Planète économique

Vers une nouvelle guerre des monnaies

Lorsque l’économie stagne ou se contracte, les remèdes généralement recommandés sont bien connus : il faut augmenter les dépenses de l’État, réduire les taxes ou abaisser les taux d’intérêt.

Mais si aucune de ces solutions n’est disponible – simplement parce que le budget ne le permet pas ou que les taux sont déjà au plancher –, alors on fait quoi pour sauver le patient ?

L’un des derniers médicaments dans la pharmacie des banques centrales est de dévaluer la devise nationale pour rendre les exportations plus attrayantes. Et quand plusieurs pays font la même chose en même temps, c’est une « guerre de devises », disent les experts.

Nouriel Roubini croit que le monde est au bord d’une grande confrontation monétaire.

Dans une analyse-choc la semaine dernière, le célèbre économiste – surnommé Dr. Doom (Docteur Catastrophe) à cause de ses prédictions notoirement pessimistes – n’aime pas ce qu’il voit sur les marchés financiers.

Dans un environnement marqué par l’endettement élevé des gouvernements et l’austérité budgétaire, « la politique monétaire [lire le taux de change] est devenue le seul outil disponible pour dynamiser la demande et la croissance ».

Certes, plusieurs diront qu’il faut prendre trop au sérieux les prédictions du bon docteur. Sauf que M. Roubini n’est pas seul. La Saxo Bank, première banque danoise, l’institut économique Brookings de Washington et d’autres experts partagent les mêmes craintes.

De l’avis général, un événement a mené le monde au bord de la guerre : la décision récente de la Banque du Japon (BdJ) d’accroître ses injections de liquidités dans le système financier, au rythme de 60 milliards US par mois.

Les manœuvres de la BdJ, annoncées en octobre, sont surtout destinés à affaiblir le yen pour relancer les exportations japonaises et sortir l’archipel de la récession ; une tactique louable mais qui provoque des réactions en cascades en Asie et dans d’autres régions.

Craignant de perdre en compétitivité par rapport aux Japonais, les banques centrales de Chine, de Corée du Sud, de Taïwan, de Singapour et de Thaïlande ont commencé à abaisser leurs taux d’intérêt et à assouplir leur politique monétaire… ou s’apprêtent à le faire.
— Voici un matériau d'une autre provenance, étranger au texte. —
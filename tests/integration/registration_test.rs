//! Integration tests for registration and identifier reuse.

use http::StatusCode;

use crate::helpers::TestApp;

fn register_body(username: &str) -> serde_json::Value {
    serde_json::json!({
        "username": username,
        "email": format!("{username}@test.com"),
        "password": "password123",
    })
}

#[tokio::test]
#[ignore = "requires PostgreSQL"]
async fn test_register_creates_member() {
    let app = TestApp::new().await;

    let response = app
        .request(
            "POST",
            "/api/auth/register",
            Some(register_body("newmember")),
            None,
        )
        .await;

    assert_eq!(response.status, StatusCode::OK);
    assert_eq!(response.body["data"]["username"], "newmember");
    assert_eq!(response.body["data"]["permission"], 1);

    // The new account can log in straight away.
    app.login("newmember", "password123").await;
}

#[tokio::test]
#[ignore = "requires PostgreSQL"]
async fn test_register_duplicate_username_conflicts() {
    let app = TestApp::new().await;
    app.create_test_user("taken", "password123", 1).await;

    let response = app
        .request(
            "POST",
            "/api/auth/register",
            Some(register_body("taken")),
            None,
        )
        .await;

    assert_eq!(response.status, StatusCode::CONFLICT);
}

#[tokio::test]
#[ignore = "requires PostgreSQL"]
async fn test_register_duplicate_email_conflicts() {
    let app = TestApp::new().await;
    app.create_test_user("original", "password123", 1).await;

    let response = app
        .request(
            "POST",
            "/api/auth/register",
            Some(serde_json::json!({
                "username": "different",
                "email": "original@test.com",
                "password": "password123",
            })),
            None,
        )
        .await;

    assert_eq!(response.status, StatusCode::CONFLICT);
}

#[tokio::test]
#[ignore = "requires PostgreSQL"]
async fn test_register_invalid_email_is_rejected() {
    let app = TestApp::new().await;

    let response = app
        .request(
            "POST",
            "/api/auth/register",
            Some(serde_json::json!({
                "username": "bademail",
                "email": "not-an-email",
                "password": "password123",
            })),
            None,
        )
        .await;

    assert_eq!(response.status, StatusCode::BAD_REQUEST);
}

#[tokio::test]
#[ignore = "requires PostgreSQL"]
async fn test_register_empty_password_is_rejected() {
    let app = TestApp::new().await;

    let response = app
        .request(
            "POST",
            "/api/auth/register",
            Some(serde_json::json!({
                "username": "emptypw",
                "email": "emptypw@test.com",
                "password": "",
            })),
            None,
        )
        .await;

    assert_eq!(response.status, StatusCode::BAD_REQUEST);
}

// Any non-empty password is accepted; strength is not judged here.
#[tokio::test]
#[ignore = "requires PostgreSQL"]
async fn test_register_accepts_short_password() {
    let app = TestApp::new().await;

    let response = app
        .request(
            "POST",
            "/api/auth/register",
            Some(serde_json::json!({
                "username": "shortpw",
                "email": "shortpw@test.com",
                "password": "abc",
            })),
            None,
        )
        .await;

    assert_eq!(response.status, StatusCode::OK);
    app.login("shortpw", "abc").await;
}

#[tokio::test]
#[ignore = "requires PostgreSQL"]
async fn test_register_reuses_lowest_gap_id() {
    let app = TestApp::new().await;
    let admin_id = app.create_test_user("gapadmin", "password123", 0).await;
    let token = app.login("gapadmin", "password123").await;

    let a = app.create_test_user("user_a", "password123", 1).await;
    let b = app.create_test_user("user_b", "password123", 1).await;
    let c = app.create_test_user("user_c", "password123", 1).await;
    assert!(admin_id < a && a < b && b < c);

    // Deleting the middle user leaves a gap below the maximum.
    let response = app
        .request("DELETE", &format!("/api/users/{b}"), None, Some(&token))
        .await;
    assert_eq!(response.status, StatusCode::OK);

    let response = app
        .request(
            "POST",
            "/api/auth/register",
            Some(register_body("gap_filler")),
            None,
        )
        .await;

    assert_eq!(response.status, StatusCode::OK);
    assert_eq!(response.body["data"]["id"], b);
}

#[tokio::test]
#[ignore = "requires PostgreSQL"]
async fn test_register_without_gap_appends() {
    let app = TestApp::new().await;
    let first = app.create_test_user("dense_a", "password123", 1).await;

    let response = app
        .request(
            "POST",
            "/api/auth/register",
            Some(register_body("dense_b")),
            None,
        )
        .await;

    assert_eq!(response.status, StatusCode::OK);
    let new_id = response.body["data"]["id"].as_i64().expect("id");
    assert!(new_id > first);
}
//! HTTP middleware.

pub mod guard;
pub mod logging;
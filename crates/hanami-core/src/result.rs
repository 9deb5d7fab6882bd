//! Convenience result type alias for Hanami.

use crate::error::AppError;

/// A specialized `Result` type for Hanami operations.
///
/// This is defined as a convenience so that every crate does not need to
/// write `Result<T, AppError>` explicitly.
pub type AppResult<T> = Result<T, AppError>;
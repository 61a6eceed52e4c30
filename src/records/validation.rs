use crate::{
    data::student::StudentForm,
    error::{EmptyStudentNameSnafu, InvalidEmailSnafu, NullStudentSnafu, StudentResult},
};
use regex::Regex;
use snafu::{OptionExt, ensure};
use std::sync::LazyLock;

static EMAIL_PATTERN: LazyLock<Regex> =
    LazyLock::new(|| Regex::new(r"^[A-Za-z0-9+_.-]+@(.+)$").expect("email pattern is valid"));

/// A [`StudentForm`] whose name and email have been checked.
#[derive(Debug, Clone, PartialEq, Eq)]
pub struct ValidStudent {
    pub name: String,
    pub city: Option<String>,
    pub phone: Option<i64>,
    pub email: String,
}

pub fn validate(candidate: Option<StudentForm>) -> StudentResult<ValidStudent> {
    let StudentForm {
        student_name,
        student_city,
        student_phone,
        student_email,
    } = candidate.context(NullStudentSnafu)?;

    let name = student_name
        .filter(|name| !name.trim().is_empty())
        .context(EmptyStudentNameSnafu)?;
    let email = student_email.context(InvalidEmailSnafu)?;
    ensure!(EMAIL_PATTERN.is_match(&email), InvalidEmailSnafu);

    Ok(ValidStudent {
        name,
        city: student_city,
        phone: student_phone,
        email,
    })
}

#[cfg(test)]
mod tests {
    use super::*;
    use crate::error::{ErrorKind, StudentError};

    fn form(name: Option<&str>, email: Option<&str>) -> StudentForm {
        StudentForm {
            student_name: name.map(Into::into),
            student_city: None,
            student_phone: Some(9_876_543_210),
            student_email: email.map(Into::into),
        }
    }

    #[test]
    fn accepts_a_complete_form() {
        let valid = validate(Some(form(Some("Ravi Kumar"), Some("ravi@example.com")))).unwrap();

        assert_eq!(valid.name, "Ravi Kumar");
        assert_eq!(valid.email, "ravi@example.com");
        assert_eq!(valid.phone, Some(9_876_543_210));
    }

    #[test]
    fn missing_form_is_rejected() {
        assert!(matches!(validate(None), Err(StudentError::NullStudent)));
    }

    #[test]
    fn blank_or_missing_names_are_rejected() {
        for name in [None, Some(""), Some("   \t")] {
            let error = validate(Some(form(name, Some("ravi@example.com")))).unwrap_err();
            assert!(matches!(error, StudentError::EmptyStudentName));
            assert_eq!(error.kind(), ErrorKind::InvalidArgument);
        }
    }

    #[test]
    fn email_must_look_like_local_at_domain() {
        for email in [
            None,
            Some(""),
            Some("not-an-email"),
            Some("@example.com"),
            Some("ravi@"),
            Some("ra vi@example.com"),
        ] {
            let result = validate(Some(form(Some("Ravi"), email)));
            assert!(
                matches!(result, Err(StudentError::InvalidEmail)),
                "{email:?} should be rejected"
            );
        }

        for email in ["a+b_c.d-e@x", "RAVI@example.com", "r@b@c"] {
            assert!(validate(Some(form(Some("Ravi"), Some(email)))).is_ok(), "{email:?}");
        }
    }

    #[test]
    fn name_is_kept_verbatim() {
        let valid = validate(Some(form(Some("  Ravi "), Some("ravi@example.com")))).unwrap();
        assert_eq!(valid.name, "  Ravi ");
    }
}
Il est aussi probable que la Banque centrale européenne (BCE) – qui multiplie les efforts pour affaiblir l’euro – ainsi que les banques centrales suisse, suédoise, norvégienne et d’Europe centrale en fassent autant pour empêcher leur monnaie de s’apprécier, prévient M. Roubini.

Depuis son sommet en mai, le yen a plongé de 17 % par rapport au dollar américain, tandis que l’euro a chuté de 12 %. Faute de pouvoir recourir à d’autres moyens, le Japon et la zone euro espèrent ainsi relancer leur économie désespérément faible et lutter contre la déflation.

JEU À SOMME NULLE ?

Or, les experts ne s’entendent pas sur l’impact d’une baisse des taux de change lorsque plusieurs pays le font en même temps.

Certains estiment que c’est un levier efficace sur le plan économique. D’autres y voient un jeu dangereux, qui attise les tensions commerciales et qui, surtout, s’avère un jeu à somme nulle pour l’économie mondiale.

« Lorsqu’une monnaie s’affaiblit, une autre se renforce nécessairement ; et lorsque la balance commerciale d’un État s’améliore, c’est au détriment d’une autre. »

— Nouriel Roubini, économiste

Bref, les « plus » et les « moins » s’annulent, et on revient à la case départ, tôt ou tard.

Selon l’économiste, une stratégie plus judicieuse pour les gouvernements serait de freiner l’austérité budgétaire – du moins à court terme – et d’investir davantage dans les infrastructures productives.

« Les besoins en infrastructures sont considérables à la fois dans les économies avancées et émergentes [à l’exception de la Chine, qui surinvestit]. En plus, l’investissement public joue à la fois sur la demande et sur l’offre […], ce qui permet de dynamiser la demande globale de manière directe », affirme M. Roubini.

Une chose est certaine, cette guerre des monnaies profite au dollar américain, qui grimpe par rapport à toutes les devises. Reste à savoir si, dans une confrontation monétaire à grande échelle, la Réserve fédérale osera augmenter les taux d’intérêt aux États-Unis, en 2015, si cela accélère la hausse du billet vert et, du coup, nuit aux exportations américaines.

« La guerre ! La guerre ! Ce n’est pas une raison de se faire mal ! », clamait un petit soldat dans le film La guerre des tuques, d’André Melançon.